=== Aim of the task ===
In the listing below, find each line with the string "tracing" and report it.

BEGIN Dataset

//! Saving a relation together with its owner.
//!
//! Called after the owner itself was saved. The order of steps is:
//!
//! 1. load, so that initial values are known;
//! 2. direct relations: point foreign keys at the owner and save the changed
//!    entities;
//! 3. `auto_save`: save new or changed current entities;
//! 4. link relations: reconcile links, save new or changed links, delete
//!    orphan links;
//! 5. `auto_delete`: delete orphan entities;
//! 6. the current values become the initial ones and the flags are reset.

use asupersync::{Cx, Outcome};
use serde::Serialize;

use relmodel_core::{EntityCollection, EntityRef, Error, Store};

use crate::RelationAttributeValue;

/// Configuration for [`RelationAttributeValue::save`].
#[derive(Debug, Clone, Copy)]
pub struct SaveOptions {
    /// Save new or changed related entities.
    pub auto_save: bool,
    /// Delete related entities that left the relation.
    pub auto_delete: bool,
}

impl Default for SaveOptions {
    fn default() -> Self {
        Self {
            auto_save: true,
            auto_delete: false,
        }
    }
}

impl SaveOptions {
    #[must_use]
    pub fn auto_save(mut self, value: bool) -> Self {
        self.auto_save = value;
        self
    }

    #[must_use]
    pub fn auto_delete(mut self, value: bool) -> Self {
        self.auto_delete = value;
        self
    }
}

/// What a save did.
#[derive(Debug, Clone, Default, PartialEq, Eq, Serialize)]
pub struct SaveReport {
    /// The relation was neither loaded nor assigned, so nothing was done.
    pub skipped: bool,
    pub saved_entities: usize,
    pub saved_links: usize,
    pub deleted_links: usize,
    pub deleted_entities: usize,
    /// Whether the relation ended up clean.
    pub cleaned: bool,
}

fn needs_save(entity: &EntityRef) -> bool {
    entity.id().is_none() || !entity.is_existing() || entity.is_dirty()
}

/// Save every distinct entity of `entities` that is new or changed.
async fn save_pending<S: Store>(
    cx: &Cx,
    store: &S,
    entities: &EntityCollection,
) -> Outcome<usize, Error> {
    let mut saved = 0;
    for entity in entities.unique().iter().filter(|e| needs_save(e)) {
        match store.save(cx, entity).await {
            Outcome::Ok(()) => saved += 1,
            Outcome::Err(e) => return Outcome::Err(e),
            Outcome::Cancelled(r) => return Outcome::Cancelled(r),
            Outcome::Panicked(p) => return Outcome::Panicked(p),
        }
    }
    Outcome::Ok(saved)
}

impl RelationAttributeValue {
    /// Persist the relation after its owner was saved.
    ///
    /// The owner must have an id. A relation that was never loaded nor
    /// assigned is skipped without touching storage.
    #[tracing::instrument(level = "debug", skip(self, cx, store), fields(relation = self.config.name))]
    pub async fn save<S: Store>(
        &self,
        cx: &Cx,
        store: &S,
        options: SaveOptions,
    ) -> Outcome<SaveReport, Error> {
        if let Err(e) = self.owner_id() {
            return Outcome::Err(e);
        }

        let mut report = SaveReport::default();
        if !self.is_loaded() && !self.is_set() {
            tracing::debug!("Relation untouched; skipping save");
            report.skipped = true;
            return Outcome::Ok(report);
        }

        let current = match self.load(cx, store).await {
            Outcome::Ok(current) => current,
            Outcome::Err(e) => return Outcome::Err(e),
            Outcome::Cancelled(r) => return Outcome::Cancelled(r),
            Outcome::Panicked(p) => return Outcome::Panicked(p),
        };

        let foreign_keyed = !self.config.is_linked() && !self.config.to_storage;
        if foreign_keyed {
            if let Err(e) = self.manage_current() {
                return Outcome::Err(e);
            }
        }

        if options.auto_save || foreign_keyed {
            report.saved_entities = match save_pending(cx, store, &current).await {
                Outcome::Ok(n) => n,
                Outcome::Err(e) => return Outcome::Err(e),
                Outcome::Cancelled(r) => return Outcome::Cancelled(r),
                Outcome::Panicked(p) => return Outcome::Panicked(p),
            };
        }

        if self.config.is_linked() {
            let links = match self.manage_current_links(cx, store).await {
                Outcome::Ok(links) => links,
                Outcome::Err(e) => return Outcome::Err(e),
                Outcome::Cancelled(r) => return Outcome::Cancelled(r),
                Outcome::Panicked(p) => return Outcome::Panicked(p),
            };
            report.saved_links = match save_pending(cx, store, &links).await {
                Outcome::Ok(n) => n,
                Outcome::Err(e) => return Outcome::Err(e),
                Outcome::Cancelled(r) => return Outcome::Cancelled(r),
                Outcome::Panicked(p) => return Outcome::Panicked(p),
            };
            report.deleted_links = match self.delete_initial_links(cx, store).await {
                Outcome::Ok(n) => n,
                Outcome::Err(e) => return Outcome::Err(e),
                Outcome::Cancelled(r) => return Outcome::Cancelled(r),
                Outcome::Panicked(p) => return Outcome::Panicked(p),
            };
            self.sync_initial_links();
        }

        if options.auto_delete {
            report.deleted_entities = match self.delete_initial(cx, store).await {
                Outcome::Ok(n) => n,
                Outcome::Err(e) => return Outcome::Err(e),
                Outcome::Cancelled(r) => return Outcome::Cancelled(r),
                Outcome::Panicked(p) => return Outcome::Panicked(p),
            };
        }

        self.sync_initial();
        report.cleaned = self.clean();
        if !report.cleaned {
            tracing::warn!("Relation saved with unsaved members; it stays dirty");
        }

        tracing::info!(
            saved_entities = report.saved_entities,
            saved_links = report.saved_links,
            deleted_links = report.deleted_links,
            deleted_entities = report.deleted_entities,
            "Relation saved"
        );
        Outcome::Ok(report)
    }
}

END Dataset

=== Problem solution ===
    #[tracing::instrument(level = "debug", skip(self, cx, store), fields(relation = self.config.name))]
            tracing::debug!("Relation untouched; skipping save");
            tracing::warn!("Relation saved with unsaved members; it stays dirty");
        tracing::info!(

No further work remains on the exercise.